*Task details:* Let the answer be the lines from the one with "use crate::state::AppState;" to the end of the entries, copied exactly with both boundary lines kept.

(Records from a dataset)
------------------------------------------------

//! Role-dependent navigation menu.

use axum::Json;
use axum::extract::State;

use crate::dto::response::{ApiResponse, NavigationResponse};
use crate::extractors::CurrentSession;
use crate::state::AppState;

/// GET /api/navigation
pub async fn navigation(
    State(state): State<AppState>,
    CurrentSession(user): CurrentSession,
) -> Json<ApiResponse<NavigationResponse>> {
    let role = user.map(|u| u.role);
    let items = state.navigation.for_role(&state.route_policy, role);
    let landing = state.session_resolver.landing_path(role).to_string();
    Json(ApiResponse::ok(NavigationResponse { items, landing }))
}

------------------------------------------------

*Expected answer:*
use crate::state::AppState;

/// GET /api/navigation
pub async fn navigation(
    State(state): State<AppState>,
    CurrentSession(user): CurrentSession,
) -> Json<ApiResponse<NavigationResponse>> {
    let role = user.map(|u| u.role);
    let items = state.navigation.for_role(&state.route_policy, role);
    let landing = state.session_resolver.landing_path(role).to_string();
    Json(ApiResponse::ok(NavigationResponse { items, landing }))
}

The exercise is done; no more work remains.